[Opening Extracted entries section]

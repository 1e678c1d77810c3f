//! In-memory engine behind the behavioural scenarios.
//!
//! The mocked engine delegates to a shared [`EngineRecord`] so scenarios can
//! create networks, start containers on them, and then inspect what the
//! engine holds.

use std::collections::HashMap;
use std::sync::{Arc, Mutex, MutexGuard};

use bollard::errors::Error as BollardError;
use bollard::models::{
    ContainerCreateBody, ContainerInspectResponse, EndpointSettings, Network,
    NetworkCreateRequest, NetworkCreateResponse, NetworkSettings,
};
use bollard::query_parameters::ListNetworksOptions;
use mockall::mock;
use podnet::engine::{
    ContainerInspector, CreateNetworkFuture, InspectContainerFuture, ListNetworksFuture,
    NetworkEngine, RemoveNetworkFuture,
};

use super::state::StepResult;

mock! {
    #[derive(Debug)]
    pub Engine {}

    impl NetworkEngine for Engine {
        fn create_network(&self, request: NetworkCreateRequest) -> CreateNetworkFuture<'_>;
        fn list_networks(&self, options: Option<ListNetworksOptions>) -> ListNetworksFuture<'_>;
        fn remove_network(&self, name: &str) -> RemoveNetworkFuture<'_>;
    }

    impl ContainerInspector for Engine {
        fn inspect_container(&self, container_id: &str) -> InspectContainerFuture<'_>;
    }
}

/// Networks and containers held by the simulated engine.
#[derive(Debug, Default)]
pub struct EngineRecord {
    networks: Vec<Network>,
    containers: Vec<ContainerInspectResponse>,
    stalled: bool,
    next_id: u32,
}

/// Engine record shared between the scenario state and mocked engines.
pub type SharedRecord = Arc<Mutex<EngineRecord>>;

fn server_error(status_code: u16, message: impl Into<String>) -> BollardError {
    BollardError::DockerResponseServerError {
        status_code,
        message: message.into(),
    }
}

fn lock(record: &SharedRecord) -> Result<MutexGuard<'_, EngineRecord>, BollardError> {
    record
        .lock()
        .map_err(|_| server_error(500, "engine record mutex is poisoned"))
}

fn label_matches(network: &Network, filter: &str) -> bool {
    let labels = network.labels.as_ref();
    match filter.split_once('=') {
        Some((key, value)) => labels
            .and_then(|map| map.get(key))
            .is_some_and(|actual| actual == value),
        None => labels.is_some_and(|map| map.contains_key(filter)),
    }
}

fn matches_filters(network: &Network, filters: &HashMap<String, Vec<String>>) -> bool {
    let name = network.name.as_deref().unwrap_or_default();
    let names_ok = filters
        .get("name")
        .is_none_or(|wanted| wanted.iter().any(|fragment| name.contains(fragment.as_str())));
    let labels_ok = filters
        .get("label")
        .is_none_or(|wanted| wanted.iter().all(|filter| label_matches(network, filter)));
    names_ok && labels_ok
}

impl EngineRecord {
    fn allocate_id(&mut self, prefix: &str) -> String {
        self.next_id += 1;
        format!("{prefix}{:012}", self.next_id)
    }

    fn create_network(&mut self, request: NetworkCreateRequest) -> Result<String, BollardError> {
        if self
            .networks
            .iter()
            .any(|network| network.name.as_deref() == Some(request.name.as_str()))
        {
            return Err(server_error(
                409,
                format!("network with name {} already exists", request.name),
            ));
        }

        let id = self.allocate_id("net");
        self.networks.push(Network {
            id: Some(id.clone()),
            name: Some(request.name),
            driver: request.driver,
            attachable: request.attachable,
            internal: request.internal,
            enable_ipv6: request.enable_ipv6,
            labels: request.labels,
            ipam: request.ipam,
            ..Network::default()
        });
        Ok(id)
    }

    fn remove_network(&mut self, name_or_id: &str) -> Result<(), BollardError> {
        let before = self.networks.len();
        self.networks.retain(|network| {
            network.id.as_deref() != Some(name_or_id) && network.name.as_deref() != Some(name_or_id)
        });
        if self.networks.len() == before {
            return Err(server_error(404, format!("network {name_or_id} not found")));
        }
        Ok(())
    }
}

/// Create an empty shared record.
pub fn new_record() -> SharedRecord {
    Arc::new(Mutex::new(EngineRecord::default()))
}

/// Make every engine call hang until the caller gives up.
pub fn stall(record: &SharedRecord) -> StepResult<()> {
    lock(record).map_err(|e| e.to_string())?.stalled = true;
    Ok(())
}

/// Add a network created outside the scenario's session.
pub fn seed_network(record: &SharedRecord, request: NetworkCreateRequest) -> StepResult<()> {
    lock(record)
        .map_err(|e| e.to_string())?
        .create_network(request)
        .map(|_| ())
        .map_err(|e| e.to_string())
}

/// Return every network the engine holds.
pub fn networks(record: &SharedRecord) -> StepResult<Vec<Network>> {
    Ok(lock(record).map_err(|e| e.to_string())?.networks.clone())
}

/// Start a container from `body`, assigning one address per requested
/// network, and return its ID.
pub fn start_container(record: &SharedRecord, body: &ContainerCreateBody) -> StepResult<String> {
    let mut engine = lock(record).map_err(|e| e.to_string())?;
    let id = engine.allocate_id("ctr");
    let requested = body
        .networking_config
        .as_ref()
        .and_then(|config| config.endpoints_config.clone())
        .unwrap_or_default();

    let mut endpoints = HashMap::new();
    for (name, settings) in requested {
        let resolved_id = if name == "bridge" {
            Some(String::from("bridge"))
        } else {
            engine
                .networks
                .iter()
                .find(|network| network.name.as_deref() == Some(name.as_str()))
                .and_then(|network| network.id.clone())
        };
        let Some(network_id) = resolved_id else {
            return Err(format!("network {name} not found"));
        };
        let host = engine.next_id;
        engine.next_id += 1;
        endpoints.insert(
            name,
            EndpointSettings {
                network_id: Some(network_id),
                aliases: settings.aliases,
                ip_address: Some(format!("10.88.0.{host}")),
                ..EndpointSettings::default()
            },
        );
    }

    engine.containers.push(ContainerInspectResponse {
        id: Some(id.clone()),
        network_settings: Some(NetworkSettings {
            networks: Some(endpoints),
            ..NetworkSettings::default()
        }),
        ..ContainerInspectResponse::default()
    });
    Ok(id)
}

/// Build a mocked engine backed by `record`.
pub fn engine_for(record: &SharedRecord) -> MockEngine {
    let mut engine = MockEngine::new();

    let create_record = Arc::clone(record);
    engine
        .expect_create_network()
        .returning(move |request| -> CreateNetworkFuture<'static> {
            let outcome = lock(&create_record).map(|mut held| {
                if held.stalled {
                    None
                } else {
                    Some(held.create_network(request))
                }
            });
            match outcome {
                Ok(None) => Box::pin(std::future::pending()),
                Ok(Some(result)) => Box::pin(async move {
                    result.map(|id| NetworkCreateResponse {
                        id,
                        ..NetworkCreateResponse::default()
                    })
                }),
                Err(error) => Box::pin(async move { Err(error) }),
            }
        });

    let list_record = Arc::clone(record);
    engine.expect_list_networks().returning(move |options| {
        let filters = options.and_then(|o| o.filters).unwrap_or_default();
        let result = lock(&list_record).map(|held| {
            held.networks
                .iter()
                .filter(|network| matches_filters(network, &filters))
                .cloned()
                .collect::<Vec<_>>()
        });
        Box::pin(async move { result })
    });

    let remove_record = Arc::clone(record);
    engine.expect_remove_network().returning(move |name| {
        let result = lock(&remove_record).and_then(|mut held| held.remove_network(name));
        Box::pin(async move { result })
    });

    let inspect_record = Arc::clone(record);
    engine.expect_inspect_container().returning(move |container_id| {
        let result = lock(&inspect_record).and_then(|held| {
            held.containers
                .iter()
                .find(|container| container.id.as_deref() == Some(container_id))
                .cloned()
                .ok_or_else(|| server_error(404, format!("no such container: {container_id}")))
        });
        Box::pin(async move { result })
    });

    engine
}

[Closing Extracted entries section]
[Opening Extracted entries section]

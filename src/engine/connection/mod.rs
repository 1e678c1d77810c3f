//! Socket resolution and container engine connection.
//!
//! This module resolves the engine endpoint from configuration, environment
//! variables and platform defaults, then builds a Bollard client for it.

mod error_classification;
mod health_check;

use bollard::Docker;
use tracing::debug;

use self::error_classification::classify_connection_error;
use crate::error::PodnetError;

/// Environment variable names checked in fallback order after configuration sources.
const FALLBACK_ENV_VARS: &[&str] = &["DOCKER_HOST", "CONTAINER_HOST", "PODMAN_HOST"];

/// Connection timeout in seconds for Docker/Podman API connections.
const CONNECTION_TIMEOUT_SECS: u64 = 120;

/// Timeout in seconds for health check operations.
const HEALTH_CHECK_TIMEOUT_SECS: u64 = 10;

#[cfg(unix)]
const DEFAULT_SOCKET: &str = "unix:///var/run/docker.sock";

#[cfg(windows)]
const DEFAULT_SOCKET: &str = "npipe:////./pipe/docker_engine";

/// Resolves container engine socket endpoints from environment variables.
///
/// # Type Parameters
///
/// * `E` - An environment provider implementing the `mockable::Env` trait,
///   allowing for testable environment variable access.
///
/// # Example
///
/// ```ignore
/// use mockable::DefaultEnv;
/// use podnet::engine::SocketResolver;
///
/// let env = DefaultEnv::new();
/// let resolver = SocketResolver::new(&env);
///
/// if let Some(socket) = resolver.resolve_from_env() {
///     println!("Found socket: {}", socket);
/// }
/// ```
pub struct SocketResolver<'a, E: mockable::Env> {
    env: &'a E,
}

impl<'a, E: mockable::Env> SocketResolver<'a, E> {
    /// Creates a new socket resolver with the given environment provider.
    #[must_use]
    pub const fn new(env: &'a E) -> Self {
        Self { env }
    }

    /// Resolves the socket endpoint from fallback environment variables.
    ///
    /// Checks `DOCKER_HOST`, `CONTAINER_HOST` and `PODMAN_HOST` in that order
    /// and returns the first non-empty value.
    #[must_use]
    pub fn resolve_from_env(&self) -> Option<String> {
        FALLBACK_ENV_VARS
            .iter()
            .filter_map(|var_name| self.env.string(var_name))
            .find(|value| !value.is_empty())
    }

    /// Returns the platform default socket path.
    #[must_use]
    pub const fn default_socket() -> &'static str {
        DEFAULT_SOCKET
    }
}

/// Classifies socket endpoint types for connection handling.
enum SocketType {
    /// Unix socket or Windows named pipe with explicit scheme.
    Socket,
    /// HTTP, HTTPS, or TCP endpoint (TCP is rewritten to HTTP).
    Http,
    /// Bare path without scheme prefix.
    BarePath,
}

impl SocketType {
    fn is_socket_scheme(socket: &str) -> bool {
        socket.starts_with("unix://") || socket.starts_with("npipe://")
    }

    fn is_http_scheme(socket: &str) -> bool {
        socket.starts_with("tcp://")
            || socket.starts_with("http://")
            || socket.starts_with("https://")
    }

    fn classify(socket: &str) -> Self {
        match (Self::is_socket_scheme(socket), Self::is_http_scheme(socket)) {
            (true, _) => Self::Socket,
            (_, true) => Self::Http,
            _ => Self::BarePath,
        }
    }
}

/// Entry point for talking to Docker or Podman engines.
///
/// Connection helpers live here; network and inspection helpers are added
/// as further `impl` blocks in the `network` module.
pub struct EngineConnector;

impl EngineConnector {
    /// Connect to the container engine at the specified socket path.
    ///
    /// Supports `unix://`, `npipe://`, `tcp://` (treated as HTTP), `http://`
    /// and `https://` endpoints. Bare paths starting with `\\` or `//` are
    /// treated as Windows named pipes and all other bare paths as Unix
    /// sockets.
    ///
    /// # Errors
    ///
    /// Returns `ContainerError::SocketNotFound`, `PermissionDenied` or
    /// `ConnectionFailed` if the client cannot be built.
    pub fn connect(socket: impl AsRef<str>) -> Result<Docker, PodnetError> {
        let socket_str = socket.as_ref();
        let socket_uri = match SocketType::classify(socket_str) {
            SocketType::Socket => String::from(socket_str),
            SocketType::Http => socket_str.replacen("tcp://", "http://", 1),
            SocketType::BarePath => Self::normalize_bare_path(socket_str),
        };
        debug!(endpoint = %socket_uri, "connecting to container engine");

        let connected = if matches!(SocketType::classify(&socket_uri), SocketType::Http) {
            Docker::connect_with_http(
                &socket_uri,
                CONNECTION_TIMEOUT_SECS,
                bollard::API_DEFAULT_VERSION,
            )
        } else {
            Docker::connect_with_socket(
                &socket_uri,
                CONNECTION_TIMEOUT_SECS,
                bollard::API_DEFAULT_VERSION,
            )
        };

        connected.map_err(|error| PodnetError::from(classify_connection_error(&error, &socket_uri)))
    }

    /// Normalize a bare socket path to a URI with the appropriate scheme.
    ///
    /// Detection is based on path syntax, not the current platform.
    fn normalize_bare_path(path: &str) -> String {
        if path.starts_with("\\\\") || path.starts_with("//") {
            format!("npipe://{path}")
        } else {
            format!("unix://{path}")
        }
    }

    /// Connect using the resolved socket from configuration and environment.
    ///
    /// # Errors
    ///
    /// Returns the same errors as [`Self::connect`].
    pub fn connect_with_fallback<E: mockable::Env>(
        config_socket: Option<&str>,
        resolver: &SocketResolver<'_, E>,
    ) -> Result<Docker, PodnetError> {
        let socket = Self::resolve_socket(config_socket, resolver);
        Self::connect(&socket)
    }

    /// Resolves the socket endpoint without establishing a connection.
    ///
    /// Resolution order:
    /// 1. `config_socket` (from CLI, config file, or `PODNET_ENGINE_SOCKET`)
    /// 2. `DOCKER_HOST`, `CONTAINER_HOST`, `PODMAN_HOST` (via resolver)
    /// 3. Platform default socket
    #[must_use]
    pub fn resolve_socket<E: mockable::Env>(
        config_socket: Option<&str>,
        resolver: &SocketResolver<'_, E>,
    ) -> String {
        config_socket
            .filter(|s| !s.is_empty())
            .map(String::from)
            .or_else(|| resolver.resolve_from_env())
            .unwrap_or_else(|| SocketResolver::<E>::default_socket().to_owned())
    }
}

[Closing Extracted entries section]

Prompt -> All lines of the data that hold "connected" need to be copied.

Expected output ->
        let connected = if matches!(SocketType::classify(&socket_uri), SocketType::Http) {
        connected.map_err(|error| PodnetError::from(classify_connection_error(&error, &socket_uri)))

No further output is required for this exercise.